Accanto ai tic motori sono peraltro abbastanza frequenti quelli vocali o fonetici, per cui alla fine si possono considerare quattro grandi categorie di tic.

Semplici Complessi
Tic motori Piccoli e brevi movimenti dei muscoli del viso o del corpo, come gli ammiccamenti o i corrugamenti della fronte Sono più lunghi e articolati, si sviluppano in vere e proprie azioni, come
saltare, tirarsi i capelli, battere i piedi, odorare un oggetto
Tic vocali Susseguirsi di colpi di tosse, fischi o altri suoni inarticolati Ripetizione di parole o addirittura di intere frasi

Spesso è una fase transitoria

Nella stragrande maggioranza dei casi, tuttavia, il problema si risolve da solo con la crescita.

All’origine della maggiore frequenza dei tic durante l’età scolare vi è probabilmente il fatto che per tutto questo periodo, le strutture cerebrali – e in particolare la corteccia motoria e i cosiddetti bulbi basali - sono ancora in piena maturazione, ed è quindi molto più facile che una serie di movimenti sfugga al controllo.

Una perdita di controllo che si presenta peraltro molto più facilmente quando sono presenti fattori di disagio psicologico.

Se dunque in genere il tic non costituisce una malattia, quando si presenta in modo frequente e prolungato può tuttavia finire per causare dolore o infiammazioni ai muscoli e alle strutture coinvolte. Oltre al fatto che può essere la spia di un disagio psicologico.

La riprova dell’importanza di questo fattore psicologico è dimostrata dal fatto che, quando si trovano in uno stato di stress (per esempio perché costretti in spazi ristretti o senza possibilità di adeguato movimento), anche gli animali domestici possono sviluppare dei tic.

Anzi, il nome stesso di questo disturbo deriva in modo onomatopeico proprio dal caratteristico rumore che il cavallo costretto troppo a lungo nel suo box produce mordendone la porta e continuando a deglutire.
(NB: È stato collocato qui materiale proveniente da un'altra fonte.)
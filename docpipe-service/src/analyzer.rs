//! Vision-model client.
//!
//! Sends one image per request to an OpenAI-compatible chat completions
//! endpoint and decodes the reply with the tolerant chain in [`parsing`].

mod parsing;

pub use parsing::parse_analysis;

use std::collections::BTreeMap;
use std::time::Duration;

use async_trait::async_trait;
use base64::Engine;
use base64::engine::general_purpose::STANDARD as BASE64;
use metrics::counter;
use reqwest::Client;
use serde::{Deserialize, Serialize};
use tracing::{debug, warn};

use crate::config::AnalyzerConfig;
use crate::error::{AnalyzerError, ServiceError, ServiceResult};

/// Metadata key carrying text transcribed verbatim from the image
pub const RAW_TEXT_KEY: &str = "raw_text_content";

/// Metadata key carrying the unparsed model response when decoding degraded
pub const RAW_RESPONSE_KEY: &str = "raw_response";

pub type Metadata = BTreeMap<String, String>;

const ANALYSIS_PROMPT: &str = "Analyze this image and respond with a single JSON object.\n\
\n\
Include:\n\
1. \"summary\": a short description of what the image shows.\n\
2. \"metadata\": an object with these string fields:\n\
   - \"raw_text_content\": every piece of text visible in the image, transcribed exactly as written. \
Keep line breaks, numbers and punctuation. Use an empty string if there is no text.\n\
   - \"category\": the kind of image (document, receipt, screenshot, photo, diagram, ...).\n\
   - \"colors\": the dominant colors.\n\
   - \"objects\": the main objects or subjects.\n\
   - \"mood\": the overall tone or mood.\n\
   - \"quality\": an assessment of image quality and legibility.\n\
\n\
Return only the JSON object, without commentary.";

/// Result of analyzing a single image
#[derive(Debug, Clone, PartialEq, Eq)]
pub struct AnalysisResult {
    pub summary: String,
    /// Transcribed text, or the summary when the model transcribed nothing
    pub extracted_text: String,
    pub metadata: Metadata,
}

impl AnalysisResult {
    pub fn new(summary: String, metadata: Metadata) -> Self {
        let extracted_text = metadata
            .get(RAW_TEXT_KEY)
            .cloned()
            .unwrap_or_else(|| summary.clone());

        Self {
            summary,
            extracted_text,
            metadata,
        }
    }
}

/// Image understanding backend
#[async_trait]
pub trait ImageAnalyzer: Send + Sync {
    /// Describe an image and transcribe any text in it
    async fn analyze(&self, image: &[u8], mime_type: &str) -> Result<AnalysisResult, AnalyzerError>;

    /// Text-only projection of [`ImageAnalyzer::analyze`]
    async fn extract_text(&self, image: &[u8], mime_type: &str) -> Result<String, AnalyzerError> {
        self.analyze(image, mime_type)
            .await
            .map(|analysis| analysis.extracted_text)
    }
}

/// Chat completions client with retry on transport errors and 5xx responses
pub struct AnalyzerClient {
    client: Client,
    config: AnalyzerConfig,
}

impl AnalyzerClient {
    pub fn new(config: AnalyzerConfig) -> ServiceResult<Self> {
        let client = Client::builder()
            .timeout(config.request_timeout())
            .build()
            .map_err(|e| {
                ServiceError::Analyzer(AnalyzerError::Connection {
                    url: config.base_url.clone(),
                    source: e,
                })
            })?;

        Ok(Self { client, config })
    }

    fn completions_url(&self) -> String {
        format!(
            "{}/chat/completions",
            self.config.base_url.trim_end_matches('/')
        )
    }

    fn build_request(&self, image: &[u8], mime_type: &str) -> ChatCompletionRequest {
        let data_uri = format!("data:{};base64,{}", mime_type, BASE64.encode(image));

        ChatCompletionRequest {
            model: self.config.model.clone(),
            messages: vec![ChatMessage {
                role: "user",
                content: vec![
                    ContentPart::Text {
                        text: ANALYSIS_PROMPT.to_string(),
                    },
                    ContentPart::ImageUrl {
                        image_url: ImageUrl { url: data_uri },
                    },
                ],
            }],
            max_tokens: self.config.max_tokens,
        }
    }

    /// POST the request, retrying transport failures and 5xx statuses.
    ///
    /// Up to `max_retries` retries follow the first attempt, with a linear
    /// backoff of `attempt * retry_backoff_ms` before each retry. Any status
    /// below 500 is returned to the caller without retrying.
    async fn send_with_retry(
        &self,
        request: &ChatCompletionRequest,
    ) -> Result<reqwest::Response, AnalyzerError> {
        let url = self.completions_url();
        let mut attempt: u32 = 0;

        loop {
            let outcome = self
                .client
                .post(&url)
                .bearer_auth(&self.config.api_key)
                .json(request)
                .send()
                .await;

            let error = match outcome {
                Ok(response) if response.status().as_u16() < 500 => {
                    counter!("docpipe_analyzer_requests_total", "outcome" => "accepted")
                        .increment(1);
                    return Ok(response);
                }
                Ok(response) => {
                    let status = response.status().as_u16();
                    let message = response.text().await.unwrap_or_default();
                    warn!(attempt, status, "Analyzer returned server error");
                    AnalyzerError::Status { status, message }
                }
                Err(e) => {
                    warn!(attempt, error = %e, "Analyzer request failed");
                    AnalyzerError::Connection {
                        url: url.clone(),
                        source: e,
                    }
                }
            };

            if attempt >= self.config.max_retries {
                counter!("docpipe_analyzer_requests_total", "outcome" => "exhausted").increment(1);
                return Err(error);
            }

            counter!("docpipe_analyzer_retries_total").increment(1);
            tokio::time::sleep(backoff_delay(self.config.retry_backoff_unit(), attempt)).await;
            attempt += 1;
        }
    }

    /// Run a completion and return the first choice's message content
    async fn complete(&self, request: &ChatCompletionRequest) -> Result<String, AnalyzerError> {
        let response = self.send_with_retry(request).await?;

        let status = response.status();
        if !status.is_success() {
            let message = response.text().await.unwrap_or_default();
            return Err(AnalyzerError::Status {
                status: status.as_u16(),
                message,
            });
        }

        let completion: ChatCompletionResponse = response
            .json()
            .await
            .map_err(|source| AnalyzerError::InvalidResponse { source })?;

        completion
            .choices
            .into_iter()
            .next()
            .map(|choice| choice.message.content.unwrap_or_default())
            .ok_or(AnalyzerError::EmptyResponse)
    }
}

#[async_trait]
impl ImageAnalyzer for AnalyzerClient {
    async fn analyze(&self, image: &[u8], mime_type: &str) -> Result<AnalysisResult, AnalyzerError> {
        debug!(
            model = %self.config.model,
            mime_type = %mime_type,
            size = image.len(),
            "Requesting image analysis"
        );

        let request = self.build_request(image, mime_type);
        let content = self.complete(&request).await?;

        Ok(parse_analysis(&content))
    }
}

/// Delay before retry number `attempt + 1`
fn backoff_delay(unit: Duration, attempt: u32) -> Duration {
    unit.saturating_mul(attempt.saturating_add(1))
}

// Wire types

#[derive(Debug, Serialize)]
struct ChatCompletionRequest {
    model: String,
    messages: Vec<ChatMessage>,
    max_tokens: u32,
}

#[derive(Debug, Serialize)]
struct ChatMessage {
    role: &'static str,
    content: Vec<ContentPart>,
}

#[derive(Debug, Serialize)]
#[serde(tag = "type", rename_all = "snake_case")]
enum ContentPart {
    Text { text: String },
    ImageUrl { image_url: ImageUrl },
}

#[derive(Debug, Serialize)]
struct ImageUrl {
    url: String,
}

#[derive(Debug, Deserialize)]
struct ChatCompletionResponse {
    #[serde(default)]
    choices: Vec<CompletionChoice>,
}

#[derive(Debug, Deserialize)]
struct CompletionChoice {
    message: CompletionMessage,
}

#[derive(Debug, Deserialize)]
struct CompletionMessage {
    #[serde(default)]
    content: Option<String>,
}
Due componenti: neurologica e psicologica

Nel tic è stata riconosciuta una componente neurologica, la quale giustifica il fatto che sfugge al controllo volontario: può essere represso per un po’ di tempo, ma poi “esige” di essere soddisfatto.
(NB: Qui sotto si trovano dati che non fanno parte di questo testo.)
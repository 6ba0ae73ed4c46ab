use std::fmt;
use std::mem;

/// An owned, possibly empty position in the tree: the root of the map or a
/// child of some node
pub(crate) type Link<K, V> = Option<Box<Node<K, V>>>;

/// A single node of the binary search tree
///
/// Only the value of a node can change after it is created. Its key is fixed
/// since modifying it could invalidate the ordering of the tree.
pub struct Node<K, V> {
    key: K,
    value: V,
    pub(crate) left: Link<K, V>,
    pub(crate) right: Link<K, V>,
}

/// Only prints this node, never its subtrees, so formatting a node costs the same at any depth
impl<K: fmt::Debug, V: fmt::Debug> fmt::Debug for Node<K, V> {
    fn fmt(&self, f: &mut fmt::Formatter<'_>) -> fmt::Result {
        f.debug_struct("Node")
            .field("key", self.key())
            .field("value", self.value())
            .field("has_left", &self.has_left())
            .field("has_right", &self.has_right())
            .finish()
    }
}

impl<K, V> Node<K, V> {
    pub(crate) fn new(key: K, value: V) -> Self {
        Self {
            key,
            value,
            left: None,
            right: None,
        }
    }

    /// New subtrees MUST maintain BST property
    pub(crate) fn with_children(key: K, value: V, left: Link<K, V>, right: Link<K, V>) -> Self {
        Self {key, value, left, right}
    }

    pub(crate) fn into_value(self) -> V {
        self.value
    }

    /// Returns the key of this node
    pub fn key(&self) -> &K {
        &self.key
    }

    /// Returns the value of this node
    pub fn value(&self) -> &V {
        &self.value
    }

    pub(crate) fn value_mut(&mut self) -> &mut V {
        &mut self.value
    }

    /// Replaces the value of this node, returning the previous value
    pub(crate) fn set_value(&mut self, value: V) -> V {
        mem::replace(&mut self.value, value)
    }

    /// Returns true if this node has a left subtree
    pub fn has_left(&self) -> bool {
        self.left.is_some()
    }

    /// Returns true if this node has a right subtree
    pub fn has_right(&self) -> bool {
        self.right.is_some()
    }

    /// Returns true if this node has no subtrees at all
    pub fn is_leaf(&self) -> bool {
        !self.has_left() && !self.has_right()
    }

    /// Returns the left child node (subtree) of this node, if any
    pub fn left(&self) -> Option<&Self> {
        self.left.as_deref()
    }

    /// Returns the right child node (subtree) of this node, if any
    pub fn right(&self) -> Option<&Self> {
        self.right.as_deref()
    }

    /// Detaches both subtrees from this node
    pub(crate) fn take_children(&mut self) -> (Link<K, V>, Link<K, V>) {
        (self.left.take(), self.right.take())
    }
}
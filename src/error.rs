use thiserror::Error;

/// Errors returned by fallible `TreeMap` operations
///
/// Whenever one of these is returned, the map is left exactly as it was
/// before the call.
#[derive(Debug, Clone, Copy, PartialEq, Eq, Hash, Error)]
#[non_exhaustive]
pub enum Error {
    /// Attempted to remove a key whose node still has a left or right subtree
    #[error("only leaf nodes can be removed")]
    InvalidOperation,
}

#[cfg(test)]
mod tests {
    use super::*;

    #[test]
    fn invalid_operation_message() {
        assert_eq!(Error::InvalidOperation.to_string(), "only leaf nodes can be removed");
    }

    #[test]
    fn is_std_error() {
        let err: Box<dyn std::error::Error> = Box::new(Error::InvalidOperation);
        assert!(err.source().is_none());
    }
}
E una componente psicologica, quella di un disagio che contribuisce ad abbassare la soglia del controllo del movimento.

Per questo motivo, secondo gli esperti, un atteggiamento di riprovazione nei confronti del tic, oltre che inutile, rischia di peggiorare la situazione, aumentando lo stress a cui è sottoposto il bambino.

Quando è il caso di preoccuparsi

In generale i tic che compaiono nei bambini tendono ad attenuarsi e a sparire nel giro di un anno. Può succedere al limite che si ripresentino in modo sporadico più in là negli anni,

Se il tic non sparisce oppure se la frequenza e l’intensità del disturbo arriva a interferire con le normali attività quotidiane allora bisogna fare più attenzione, perché invece che al cosiddetto disturbo transitorio, ci si potrebbe trovare o di fronte o a una conseguenza di una malattia.

I bambini che soffrono di tic cronici possono poi manifestare problemi di attenzione e concentrazione, a volte balbuzie.

Disturbi che possono a loro volta ripercuotersi non soltanto sul rendimento scolastico, ma anche sulla capacità di socializzazione, non da ultimo per il senso di vergogna che può accompagnarsi e al rifiuto dei compagni.